Unemployment surged from 5 percent to 5.5 percent last month - the biggest increase in 22 years - as businesses continued to lay off workers and curb their wage gains, the Labor Department reported Friday.
The dramatic increase in the politically sensitive unemployment rate rocked global markets, provoking a domino effect that started with a plunging dollar and ended with the biggest-ever gain in oil prices to a record $138.54 a barrel in New York trading. That breathtaking $10.75 rise in oil sent regular gas prices to $4 a gallon for the first time in the Washington area.
The toxic combination of soaring unemployment and oil prices, in turn, raised fears of recession and sent stocks plummeting, with the Dow Jones Industrial Average falling nearly 400 points to 12,210 - its worst loss in more than a year.
The economic news was "a shocker" for markets and consumers, said Bernard Baumohl, managing director of the Economic Outlook Group. The jobless rate was pushed up by a 861,000 jump in unemployment reported by households, while businesses reported another 49,000 job losses - all "horrific" numbers that "scream recession," he said.
Meanwhile, the surge in oil prices "is threatening the economy" and creating more hardship for American households, which have to foot a $4,000 average bill for gasoline this year while beset by job worries, credit problems and housing woes, said John Townsend of AAA MidAtlantic. "It's frightening to think how high gas prices will go" with the latest surge in crude prices.
Oil prices should decline as the economy weakens and consumers cut back on gas purchases, but they keep on rising, he said.
"Crude oil is like this Frankenstein monster doing its own thing contrary to the rest of the economy. It's run amok," Mr. Townsend said.
Job hunters were no less perturbed by the twin pressures of rising unemployment and soaring costs for housing, food and fuel.
The economy has lost 324,000 jobs since December, mostly in manufacturing, construction, retail and temporary work. The only consistently bright spots for job hunters have been health care, education, government and restaurant work.
But while the job picture has been darkening, it is not as bad as the "headline" figures in Friday's job report suggest, said Mr. Baumohl. Nearly all the job losses have been the result of the slump in housing, the mortgage mess and cutbacks in consumer spending at department stores and other retailers, he noted.
"We have seen far fewer layoffs outside these sectors because companies have been more judicious in their hiring practices the last several years," Mr. Baumohl said, noting that the lack of pervasive layoffs has resulted in "surprisingly modest" increases in unemployment insurance claims.
"The economy is very weak, perhaps even in recession, but it is not falling off a cliff, as these numbers first suggest," he said.
A less-threatening job scenario was seen in a recent survey by Dice Holdings Inc., which provides job Web sites for professionals. It found that about half of employers planned to scale back hiring and the rest planned no changes.
"We´re seeing a mixed and uncertain hiring environment," said Dice President Scot Melland. "Roughly half of employers are sticking with their hiring plans, but with a degree of caution and hesitancy you might expect, given the lukewarm economy. At the same time, the majority of companies do not appear to be forecasting a dire turn for the worse anytime soon."
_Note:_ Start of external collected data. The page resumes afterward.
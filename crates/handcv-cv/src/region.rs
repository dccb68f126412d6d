//! Structured detection results
//!
//! Everything an overlay draws is available here as plain data, so callers that need
//! coordinates do not have to scrape them back out of an annotated image.

use serde::{Deserialize, Serialize};

/// Axis-aligned rectangle in pixel coordinates
#[derive(Debug, Clone, Copy, PartialEq, Eq, Serialize, Deserialize)]
pub struct Region {
    pub x: i32,
    pub y: i32,
    pub width: u32,
    pub height: u32,
}

impl Region {
    pub fn new(x: i32, y: i32, width: u32, height: u32) -> Self {
        Self {
            x,
            y,
            width,
            height,
        }
    }

    /// Smallest region containing every point. `None` for an empty set.
    pub fn bounding(points: &[(i32, i32)]) -> Option<Self> {
        let (first, rest) = points.split_first()?;
        let (mut x0, mut y0, mut x1, mut y1) = (first.0, first.1, first.0, first.1);
        for &(x, y) in rest {
            x0 = x0.min(x);
            y0 = y0.min(y);
            x1 = x1.max(x);
            y1 = y1.max(y);
        }
        Some(Self::new(x0, y0, (x1 - x0 + 1) as u32, (y1 - y0 + 1) as u32))
    }

    pub fn to_rect(&self) -> imageproc::rect::Rect {
        imageproc::rect::Rect::at(self.x, self.y).of_size(self.width.max(1), self.height.max(1))
    }
}

/// Best placement of a template inside a source image
#[derive(Debug, Clone, Copy, PartialEq, Serialize, Deserialize)]
pub struct MatchLocation {
    pub region: Region,
    /// Raw score at the best location, in the method's own scale.
    pub score: f32,
}

/// A detected feature point
#[derive(Debug, Clone, Copy, PartialEq, Serialize, Deserialize)]
pub struct Keypoint {
    pub x: u32,
    pub y: u32,
    pub score: f32,
}

impl Keypoint {
    fn distance_sq(&self, other: &Keypoint) -> u64 {
        let dx = self.x.abs_diff(other.x) as u64;
        let dy = self.y.abs_diff(other.y) as u64;
        dx * dx + dy * dy
    }
}

/// Strongest-first suppression: a keypoint survives only if no stronger survivor lies
/// within `radius`. The result is sorted by descending score and capped at `limit`.
pub fn suppress_keypoints(
    mut keypoints: Vec<Keypoint>,
    radius: u32,
    limit: usize,
) -> Vec<Keypoint> {
    keypoints.sort_by(|a, b| b.score.total_cmp(&a.score));

    if radius == 0 {
        keypoints.truncate(limit);
        return keypoints;
    }

    let radius_sq = radius as u64 * radius as u64;
    let mut keep: Vec<Keypoint> = Vec::new();
    for kp in keypoints {
        if keep.len() >= limit {
            break;
        }
        if keep.iter().all(|k| k.distance_sq(&kp) > radius_sq) {
            keep.push(kp);
        }
    }
    keep
}

/// A detected hand
#[derive(Debug, Clone, PartialEq, Serialize, Deserialize)]
pub struct HandRegion {
    pub bounds: Region,
    /// Convex hull of the hand contour, in drawing order.
    pub hull: Vec<(i32, i32)>,
    /// Area enclosed by the contour, in pixels.
    pub area: f64,
    /// `area` over the frame area.
    pub coverage: f64,
}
Stephen Stanley, economist with RBS Greenwich Capital, said the job losses in April and May were half the 82,000 average posted during the first three months of the year, suggesting a modest improvement in the job market despite the "jolting headline."
The huge rise in unemployment appears to be an aberration caused by an early start in job hunting by high school students looking for summertime work - an event that usually occurs in June, he said.
A jump in teenage unemployment to 18.7 percent from 15.4 percent in April accounted for nearly half the rise in unemployment, he said.
Mr. Stanley expects the jobless rate to fall back to 5.3 percent in June - still up substantially from the low during this business cycle of 4.4 percent reached in March 2007.